## Material supplied
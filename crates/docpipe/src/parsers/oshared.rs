#![cfg(feature = "office")]

//! Shared OLE property-set reading for the legacy Office parsers.
//!
//! The `\x05SummaryInformation` stream of a compound document carries
//! author, timestamps and counts as a property set. Timestamps are
//! FILETIME values interpreted as UTC.

use crate::message::{DateTime, Metadata};
use std::io::{Read, Seek};

const SUMMARY_INFORMATION_STREAM: &str = "\u{5}SummaryInformation";

const PID_AUTHOR: u32 = 4;
const PID_LAST_AUTHOR: u32 = 8;
const PID_CREATE_DTM: u32 = 12;
const PID_LAST_SAVE_DTM: u32 = 13;
const PID_PAGE_COUNT: u32 = 14;
const PID_WORD_COUNT: u32 = 15;

const VT_I2: u32 = 2;
const VT_I4: u32 = 3;
const VT_LPSTR: u32 = 30;
const VT_FILETIME: u32 = 64;

/// Seconds between 1601-01-01 and the Unix epoch.
const FILETIME_UNIX_OFFSET: i64 = 11_644_473_600;

fn read_u16(buf: &[u8], at: usize) -> Option<u16> {
    Some(u16::from_le_bytes(buf.get(at..at + 2)?.try_into().ok()?))
}

fn read_u32(buf: &[u8], at: usize) -> Option<u32> {
    Some(u32::from_le_bytes(buf.get(at..at + 4)?.try_into().ok()?))
}

fn read_u64(buf: &[u8], at: usize) -> Option<u64> {
    Some(u64::from_le_bytes(buf.get(at..at + 8)?.try_into().ok()?))
}

fn filetime_to_datetime(filetime: u64) -> Option<DateTime> {
    if filetime == 0 {
        return None;
    }
    let unix = (filetime / 10_000_000) as i64 - FILETIME_UNIX_OFFSET;
    Some(DateTime::from_unix_timestamp(unix))
}

#[derive(Debug)]
enum PropertyValue {
    Integer(i64),
    Text(String),
    Time(DateTime),
}

fn read_property(section: &[u8], offset: usize) -> Option<PropertyValue> {
    let vt = read_u32(section, offset)?;
    let value_at = offset + 4;
    match vt {
        VT_I2 => Some(PropertyValue::Integer(read_u16(section, value_at)? as i16 as i64)),
        VT_I4 => Some(PropertyValue::Integer(read_u32(section, value_at)? as i32 as i64)),
        VT_LPSTR => {
            let len = read_u32(section, value_at)? as usize;
            let bytes = section.get(value_at + 4..value_at + 4 + len)?;
            let end = bytes.iter().position(|b| *b == 0).unwrap_or(bytes.len());
            Some(PropertyValue::Text(
                String::from_utf8_lossy(&bytes[..end]).into_owned(),
            ))
        }
        VT_FILETIME => filetime_to_datetime(read_u64(section, value_at)?).map(PropertyValue::Time),
        _ => None,
    }
}

fn parse_property_set(buf: &[u8], metadata: &mut Metadata) -> Option<()> {
    let byte_order = read_u16(buf, 0)?;
    if byte_order != 0xFFFE {
        return None;
    }
    let set_count = read_u32(buf, 24)?;
    if set_count == 0 {
        return None;
    }
    let section_offset = read_u32(buf, 44)? as usize;
    let section = buf.get(section_offset..)?;
    let property_count = read_u32(section, 4)? as usize;
    for index in 0..property_count {
        let entry_at = 8 + index * 8;
        let pid = read_u32(section, entry_at)?;
        let value_offset = read_u32(section, entry_at + 4)? as usize;
        let Some(value) = read_property(section, value_offset) else {
            continue;
        };
        match (pid, value) {
            (PID_AUTHOR, PropertyValue::Text(text)) if !text.is_empty() => {
                metadata.author = Some(text);
            }
            (PID_LAST_AUTHOR, PropertyValue::Text(text)) if !text.is_empty() => {
                metadata.last_modified_by = Some(text);
            }
            (PID_CREATE_DTM, PropertyValue::Time(time)) => {
                metadata.creation_date = Some(time);
            }
            (PID_LAST_SAVE_DTM, PropertyValue::Time(time)) => {
                metadata.last_modification_date = Some(time);
            }
            (PID_PAGE_COUNT, PropertyValue::Integer(count)) if count >= 0 => {
                metadata.page_count = Some(count as usize);
            }
            (PID_WORD_COUNT, PropertyValue::Integer(count)) if count >= 0 => {
                metadata.word_count = Some(count as usize);
            }
            _ => {}
        }
    }
    Some(())
}

/// Read document metadata from the summary-information stream, returning
/// whatever subset the stream carries. A missing or corrupt stream yields
/// empty metadata.
pub fn summary_metadata<F: Read + Seek>(comp: &mut cfb::CompoundFile<F>) -> Metadata {
    let mut metadata = Metadata::default();
    let Ok(mut stream) = comp.open_stream(SUMMARY_INFORMATION_STREAM) else {
        return metadata;
    };
    let mut buf = Vec::new();
    if stream.read_to_end(&mut buf).is_err() {
        return metadata;
    }
    if parse_property_set(&buf, &mut metadata).is_none() {
        tracing::debug!("summary information stream could not be decoded");
    }
    metadata
}

#[cfg(test)]
mod tests {
    use super::*;

    /// Build a minimal property set with the given (pid, value) entries.
    fn property_set(entries: &[(u32, Vec<u8>)]) -> Vec<u8> {
        let mut buf = vec![0u8; 48];
        buf[0] = 0xFE;
        buf[1] = 0xFF;
        buf[24..28].copy_from_slice(&1u32.to_le_bytes());
        buf[44..48].copy_from_slice(&48u32.to_le_bytes());
        // Section header: size placeholder + count + id/offset table.
        let count = entries.len() as u32;
        let mut section = Vec::new();
        section.extend_from_slice(&0u32.to_le_bytes());
        section.extend_from_slice(&count.to_le_bytes());
        let table_len = 8 + entries.len() * 8;
        let mut values = Vec::new();
        for (pid, value) in entries {
            section.extend_from_slice(&pid.to_le_bytes());
            section.extend_from_slice(&((table_len + values.len()) as u32).to_le_bytes());
            values.extend_from_slice(value);
        }
        section.extend_from_slice(&values);
        buf.extend_from_slice(&section);
        buf
    }

    fn lpstr(text: &str) -> Vec<u8> {
        let mut value = VT_LPSTR.to_le_bytes().to_vec();
        let mut bytes = text.as_bytes().to_vec();
        bytes.push(0);
        value.extend_from_slice(&(bytes.len() as u32).to_le_bytes());
        value.extend_from_slice(&bytes);
        value
    }

    fn filetime(unix: i64) -> Vec<u8> {
        let mut value = VT_FILETIME.to_le_bytes().to_vec();
        let ft = ((unix + FILETIME_UNIX_OFFSET) as u64) * 10_000_000;
        value.extend_from_slice(&ft.to_le_bytes());
        value
    }

    fn vt_i4(v: i32) -> Vec<u8> {
        let mut value = VT_I4.to_le_bytes().to_vec();
        value.extend_from_slice(&v.to_le_bytes());
        value
    }

    #[test]
    fn test_parse_author_and_dates() {
        let buf = property_set(&[
            (PID_AUTHOR, lpstr("someone")),
            (PID_CREATE_DTM, filetime(1_577_836_800)),
            (PID_PAGE_COUNT, vt_i4(7)),
        ]);
        let mut metadata = Metadata::default();
        parse_property_set(&buf, &mut metadata).unwrap();
        assert_eq!(metadata.author.as_deref(), Some("someone"));
        assert_eq!(
            metadata.creation_date,
            Some(DateTime::new(2020, 1, 1, 0, 0, 0))
        );
        assert_eq!(metadata.page_count, Some(7));
    }

    #[test]
    fn test_wrong_byte_order_rejected() {
        let mut buf = property_set(&[(PID_AUTHOR, lpstr("x"))]);
        buf[0] = 0x00;
        buf[1] = 0x00;
        let mut metadata = Metadata::default();
        assert!(parse_property_set(&buf, &mut metadata).is_none());
        assert!(metadata.author.is_none());
    }

    #[test]
    fn test_truncated_stream_is_harmless() {
        let mut metadata = Metadata::default();
        assert!(parse_property_set(&[0xFE, 0xFF], &mut metadata).is_none());
    }

    #[test]
    fn test_filetime_zero_is_absent() {
        assert!(filetime_to_datetime(0).is_none());
    }
}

## Exercise brief
Put down each entry again, unchanged and complete.

## Response to the task
filename crates/docpipe/src/parsers/oshared.rs
#![cfg(feature = "office")]

//! Shared OLE property-set reading for the legacy Office parsers.
//!
//! The `\x05SummaryInformation` stream of a compound document carries
//! author, timestamps and counts as a property set. Timestamps are
//! FILETIME values interpreted as UTC.

use crate::message::{DateTime, Metadata};
use std::io::{Read, Seek};

const SUMMARY_INFORMATION_STREAM: &str = "\u{5}SummaryInformation";

const PID_AUTHOR: u32 = 4;
const PID_LAST_AUTHOR: u32 = 8;
const PID_CREATE_DTM: u32 = 12;
const PID_LAST_SAVE_DTM: u32 = 13;
const PID_PAGE_COUNT: u32 = 14;
const PID_WORD_COUNT: u32 = 15;

const VT_I2: u32 = 2;
const VT_I4: u32 = 3;
const VT_LPSTR: u32 = 30;
const VT_FILETIME: u32 = 64;

/// Seconds between 1601-01-01 and the Unix epoch.
const FILETIME_UNIX_OFFSET: i64 = 11_644_473_600;

fn read_u16(buf: &[u8], at: usize) -> Option<u16> {
    Some(u16::from_le_bytes(buf.get(at..at + 2)?.try_into().ok()?))
}

fn read_u32(buf: &[u8], at: usize) -> Option<u32> {
    Some(u32::from_le_bytes(buf.get(at..at + 4)?.try_into().ok()?))
}

fn read_u64(buf: &[u8], at: usize) -> Option<u64> {
    Some(u64::from_le_bytes(buf.get(at..at + 8)?.try_into().ok()?))
}

fn filetime_to_datetime(filetime: u64) -> Option<DateTime> {
    if filetime == 0 {
        return None;
    }
    let unix = (filetime / 10_000_000) as i64 - FILETIME_UNIX_OFFSET;
    Some(DateTime::from_unix_timestamp(unix))
}

#[derive(Debug)]
enum PropertyValue {
    Integer(i64),
    Text(String),
    Time(DateTime),
}

fn read_property(section: &[u8], offset: usize) -> Option<PropertyValue> {
    let vt = read_u32(section, offset)?;
    let value_at = offset + 4;
    match vt {
        VT_I2 => Some(PropertyValue::Integer(read_u16(section, value_at)? as i16 as i64)),
        VT_I4 => Some(PropertyValue::Integer(read_u32(section, value_at)? as i32 as i64)),
        VT_LPSTR => {
            let len = read_u32(section, value_at)? as usize;
            let bytes = section.get(value_at + 4..value_at + 4 + len)?;
            let end = bytes.iter().position(|b| *b == 0).unwrap_or(bytes.len());
            Some(PropertyValue::Text(
                String::from_utf8_lossy(&bytes[..end]).into_owned(),
            ))
        }
        VT_FILETIME => filetime_to_datetime(read_u64(section, value_at)?).map(PropertyValue::Time),
        _ => None,
    }
}

fn parse_property_set(buf: &[u8], metadata: &mut Metadata) -> Option<()> {
    let byte_order = read_u16(buf, 0)?;
    if byte_order != 0xFFFE {
        return None;
    }
    let set_count = read_u32(buf, 24)?;
    if set_count == 0 {
        return None;
    }
    let section_offset = read_u32(buf, 44)? as usize;
    let section = buf.get(section_offset..)?;
    let property_count = read_u32(section, 4)? as usize;
    for index in 0..property_count {
        let entry_at = 8 + index * 8;
        let pid = read_u32(section, entry_at)?;
        let value_offset = read_u32(section, entry_at + 4)? as usize;
        let Some(value) = read_property(section, value_offset) else {
            continue;
        };
        match (pid, value) {
            (PID_AUTHOR, PropertyValue::Text(text)) if !text.is_empty() => {
                metadata.author = Some(text);
            }
            (PID_LAST_AUTHOR, PropertyValue::Text(text)) if !text.is_empty() => {
                metadata.last_modified_by = Some(text);
            }
            (PID_CREATE_DTM, PropertyValue::Time(time)) => {
                metadata.creation_date = Some(time);
            }
            (PID_LAST_SAVE_DTM, PropertyValue::Time(time)) => {
                metadata.last_modification_date = Some(time);
            }
            (PID_PAGE_COUNT, PropertyValue::Integer(count)) if count >= 0 => {
                metadata.page_count = Some(count as usize);
            }
            (PID_WORD_COUNT, PropertyValue::Integer(count)) if count >= 0 => {
                metadata.word_count = Some(count as usize);
            }
            _ => {}
        }
    }
    Some(())
}

/// Read document metadata from the summary-information stream, returning
/// whatever subset the stream carries. A missing or corrupt stream yields
/// empty metadata.
pub fn summary_metadata<F: Read + Seek>(comp: &mut cfb::CompoundFile<F>) -> Metadata {
    let mut metadata = Metadata::default();
    let Ok(mut stream) = comp.open_stream(SUMMARY_INFORMATION_STREAM) else {
        return metadata;
    };
    let mut buf = Vec::new();
    if stream.read_to_end(&mut buf).is_err() {
        return metadata;
    }
    if parse_property_set(&buf, &mut metadata).is_none() {
        tracing::debug!("summary information stream could not be decoded");
    }
    metadata
}

#[cfg(test)]
mod tests {
    use super::*;

    /// Build a minimal property set with the given (pid, value) entries.
    fn property_set(entries: &[(u32, Vec<u8>)]) -> Vec<u8> {
        let mut buf = vec![0u8; 48];
        buf[0] = 0xFE;
        buf[1] = 0xFF;
        buf[24..28].copy_from_slice(&1u32.to_le_bytes());
        buf[44..48].copy_from_slice(&48u32.to_le_bytes());
        // Section header: size placeholder + count + id/offset table.
        let count = entries.len() as u32;
        let mut section = Vec::new();
        section.extend_from_slice(&0u32.to_le_bytes());
        section.extend_from_slice(&count.to_le_bytes());
        let table_len = 8 + entries.len() * 8;
        let mut values = Vec::new();
        for (pid, value) in entries {
            section.extend_from_slice(&pid.to_le_bytes());
            section.extend_from_slice(&((table_len + values.len()) as u32).to_le_bytes());
            values.extend_from_slice(value);
        }
        section.extend_from_slice(&values);
        buf.extend_from_slice(&section);
        buf
    }

    fn lpstr(text: &str) -> Vec<u8> {
        let mut value = VT_LPSTR.to_le_bytes().to_vec();
        let mut bytes = text.as_bytes().to_vec();
        bytes.push(0);
        value.extend_from_slice(&(bytes.len() as u32).to_le_bytes());
        value.extend_from_slice(&bytes);
        value
    }

    fn filetime(unix: i64) -> Vec<u8> {
        let mut value = VT_FILETIME.to_le_bytes().to_vec();
        let ft = ((unix + FILETIME_UNIX_OFFSET) as u64) * 10_000_000;
        value.extend_from_slice(&ft.to_le_bytes());
        value
    }

    fn vt_i4(v: i32) -> Vec<u8> {
        let mut value = VT_I4.to_le_bytes().to_vec();
        value.extend_from_slice(&v.to_le_bytes());
        value
    }

    #[test]
    fn test_parse_author_and_dates() {
        let buf = property_set(&[
            (PID_AUTHOR, lpstr("someone")),
            (PID_CREATE_DTM, filetime(1_577_836_800)),
            (PID_PAGE_COUNT, vt_i4(7)),
        ]);
        let mut metadata = Metadata::default();
        parse_property_set(&buf, &mut metadata).unwrap();
        assert_eq!(metadata.author.as_deref(), Some("someone"));
        assert_eq!(
            metadata.creation_date,
            Some(DateTime::new(2020, 1, 1, 0, 0, 0))
        );
        assert_eq!(metadata.page_count, Some(7));
    }

    #[test]
    fn test_wrong_byte_order_rejected() {
        let mut buf = property_set(&[(PID_AUTHOR, lpstr("x"))]);
        buf[0] = 0x00;
        buf[1] = 0x00;
        let mut metadata = Metadata::default();
        assert!(parse_property_set(&buf, &mut metadata).is_none());
        assert!(metadata.author.is_none());
    }

    #[test]
    fn test_truncated_stream_is_harmless() {
        let mut metadata = Metadata::default();
        assert!(parse_property_set(&[0xFE, 0xFF], &mut metadata).is_none());
    }

    #[test]
    fn test_filetime_zero_is_absent() {
        assert!(filetime_to_datetime(0).is_none());
    }
}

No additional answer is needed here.